If you’re in the business of selling time, time tracking software is a no-brainer tool to have. When it’s time to bill your clients for your efforts, collecting and calculating that time shouldn’t be an added pain. It’s essential to have a time management process in place and then match that to your timesheet software. If you’re looking for a place to start, here are some standard time-tracking methods.

How do companies track employee time with time tracking software?

Durational

Often the most typical way of entering time, employees enter the duration against the task they performed. Durational time-tracking is the preferred option when there isn’t a time-of-day requirement for tracking task work.

Example: On Monday, Shannon records 3 hours of design-related task work for a highly-profitable engineering project. Then she logs 3 hours working on a proposal for a new uptown project. She then enters 1 hour for her lunch break and 0.5 hours for breaks.

When it comes time to bill the client, all we see are 3 hours of billable work from Shannon for that client on Monday. There is no reference to if she worked on it in the morning or the afternoon.

Chronological

Unlike durational, chronological time-keeping requires that employees log start and end times of all task work on a timesheet. When it’s time to bill a client, start and end times are tabulated and used to formulate an invoice. A schedule of the time worked may be attached to that invoice as proof of when that client-related task work took place.

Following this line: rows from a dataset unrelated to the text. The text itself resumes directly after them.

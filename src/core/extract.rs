//! Text extraction collaborator.
//!
//! Per-format document converters (mail parsers, office formats,
//! mime sniffers) live behind the [`TextExtractor`] trait: given a
//! document locator they produce plain text plus a metadata mapping,
//! or a failure. The orchestrator treats any failure as "skip this
//! document, keep going".
//!
//! The built-in [`PlainTextExtractor`] handles plain text files and
//! rejects anything that does not decode as UTF-8, which makes the
//! whole document a recoverable skip.

use crate::core::error::{FerretError, Result};
use std::collections::BTreeMap;
use std::fs;
use std::path::Path;

/// Plain text plus extracted metadata for one document.
#[derive(Debug, Clone, Default)]
pub struct ExtractedDoc {
    pub text: String,
    /// title, author, ... whatever the converter could recover
    pub meta: BTreeMap<String, String>,
    /// Declared or sniffed media type
    pub mime: String,
}

/// Converts one document into indexable text.
pub trait TextExtractor: Send + Sync {
    fn extract(&self, path: &Path) -> Result<ExtractedDoc>;
}

/// Extractor for plain text files.
///
/// The file name (without extension) doubles as the document title
/// when the content does not provide one.
#[derive(Debug, Default, Clone)]
pub struct PlainTextExtractor;

impl TextExtractor for PlainTextExtractor {
    fn extract(&self, path: &Path) -> Result<ExtractedDoc> {
        let bytes = fs::read(path)?;
        let text = String::from_utf8(bytes).map_err(|_| {
            FerretError::ExtractionFailed(format!("not valid UTF-8: {}", path.display()))
        })?;

        let mut meta = BTreeMap::new();
        if let Some(stem) = path.file_stem().and_then(|s| s.to_str()) {
            meta.insert("title".to_string(), stem.to_string());
        }

        Ok(ExtractedDoc {
            text,
            meta,
            mime: mime_for_path(path).to_string(),
        })
    }
}

/// Cheap media type guess from the file extension. Real sniffing
/// belongs to external converters.
fn mime_for_path(path: &Path) -> &'static str {
    match path
        .extension()
        .and_then(|e| e.to_str())
        .map(|e| e.to_ascii_lowercase())
        .as_deref()
    {
        Some("html" | "htm") => "text/html",
        Some("md") => "text/markdown",
        Some("xml") => "text/xml",
        Some("json") => "application/json",
        _ => "text/plain",
    }
}
//! Ferret - Desktop Full-Text Indexing Engine
//!
//! Walks a document corpus, extracts and tokenizes text, and
//! maintains an inverted-index store incrementally, including the
//! synonym tables used to widen queries (stemming, diacritics/case
//! folding). Built for workstation search: correctness under
//! partial failure (crashes mid-scan, malformed encodings, changing
//! filesystem state) and throughput over large personal corpora
//! matter more than distributed scale.
//!
//! # Architecture
//!
//! The codebase is organized into two main modules:
//!
//! - **core**: Domain logic (front-end agnostic)
//!   - split (tokenizer), queue (bounded worker pool)
//!   - index (orchestrator, sub-indexers, status)
//!   - expand (stemming/folding expansion databases)
//!   - store (abstract index store + reference backend)
//!   - config, error, types, extract, xdg
//!
//! - **cli**: Command-line adapter (depends on core)

// Core domain logic (front-end agnostic)
pub mod core;

// CLI adapter
pub mod cli;

// Re-export commonly used types for convenience
pub use core::config::Config;
pub use core::error::{FerretError, Result};
pub use core::index::{Indexer, Phase};
pub use core::split::{SplitMode, TermSink, TextSplit};
pub use core::store::{IndexStore, MemStore, OpenMode};
pub use core::types::*;
// Term positions and byte spans

use ferret::core::split::{collect_terms, SplitMode, TermSink, TextSplit};

#[test]
fn test_word_positions_are_strictly_increasing_per_position_class() {
    let terms = collect_terms("alpha beta gamma delta", SplitMode::Index);
    let positions: Vec<usize> = terms.iter().map(|t| t.pos).collect();
    assert_eq!(positions, [0, 1, 2, 3]);
}

#[test]
fn test_byte_spans_slice_back_to_terms() {
    let text = "plain words, the café and c++ too";
    for term in collect_terms(text, SplitMode::Index) {
        let slice = &text[term.bstart..term.bend];
        // spans with swallowed characters aside, plain terms slice
        // back exactly
        if !term.text.contains('\n') {
            assert_eq!(slice, term.text, "bad span for {:?}", term.text);
        }
    }
}

#[test]
fn test_span_and_word_share_position() {
    // the span and its first constituent word sit at the same
    // word-count ordinal
    let terms = collect_terms("x jfd@okyz.com y", SplitMode::Index);
    let span = terms.iter().find(|t| t.text == "jfd@okyz.com").unwrap();
    let tail = terms.iter().find(|t| t.text == "com").unwrap();
    assert!(span.pos < tail.pos);
    let x = terms.iter().find(|t| t.text == "x").unwrap();
    let y = terms.iter().find(|t| t.text == "y").unwrap();
    assert_eq!(x.pos, 0);
    assert!(y.pos > span.pos);
}

#[test]
fn test_sink_abort_propagates() {
    struct CountDown(usize);
    impl TermSink for CountDown {
        fn take_word(&mut self, _t: &str, _p: usize, _s: usize, _e: usize) -> bool {
            self.0 -= 1;
            self.0 > 0
        }
    }
    let mut sink = CountDown(3);
    let finished = TextSplit::new(SplitMode::Index).split("a b c d e f", &mut sink);
    assert!(!finished);
}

Example: Steve works for a company receiving a government grant to help recoup some of his wages on a new application they’re developing. For auditing purposes, the grant requires detailed time-keeping records, including who, what, when, where, and how many hours. When Steve begins work on a research task related to the application, he starts the digital timer. When his work is complete, he hits the stop button. The task, date and time, and duration are recorded for detailed reporting later on.

Exception-based

For a more general time-keeping structure, an exception-based system calculates working hours around approved time off or other absences. This system assumes that the employee is working on tasks whenever they’re in the office for their specified hours.

Example: Brooks typically works 37.5 hours on various administrative tasks for one client. And all of his working hours are billable to that specific client. However, Brooks’s time on leave is not billed to the client. So, whenever he takes a sick day, a stat holiday, or a vacation day, the system deducts 7.5 hours from the regular 37.5 billable hours for every day he is not in the office.

Clock-in clock-out

As the name suggests, employees clock-in when they start their workday, then clock-out when they’re finished. Like the old punch-card time tabulation systems of the 1900s, that’s all there is to it. Workers are paid based on the amount of time that they have logged into the system.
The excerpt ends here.